■ Supplied records:

//! Time source for token issuance and verification

use std::sync::atomic::{AtomicU64, Ordering};
use std::time::{SystemTime, UNIX_EPOCH};

/// Source of the current Unix time in seconds
pub trait Clock: Send + Sync {
    fn now(&self) -> u64;
}

/// Wall clock
#[derive(Debug, Default, Clone, Copy)]
pub struct SystemClock;

impl Clock for SystemClock {
    fn now(&self) -> u64 {
        SystemTime::now()
            .duration_since(UNIX_EPOCH)
            .map(|d| d.as_secs())
            .unwrap_or(0)
    }
}

/// Settable clock for tests and simulations
#[derive(Debug, Default)]
pub struct ManualClock {
    now: AtomicU64,
}

impl ManualClock {
    pub fn new(now: u64) -> Self {
        Self {
            now: AtomicU64::new(now),
        }
    }

    pub fn set(&self, now: u64) {
        self.now.store(now, Ordering::SeqCst);
    }

    pub fn advance(&self, seconds: u64) {
        self.now.fetch_add(seconds, Ordering::SeqCst);
    }
}

impl Clock for ManualClock {
    fn now(&self) -> u64 {
        self.now.load(Ordering::SeqCst)
    }
}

■ Aim of the exercise: Pull every line containing "SystemTime" out of the entries.

■ Output of the task:
use std::time::{SystemTime, UNIX_EPOCH};
        SystemTime::now()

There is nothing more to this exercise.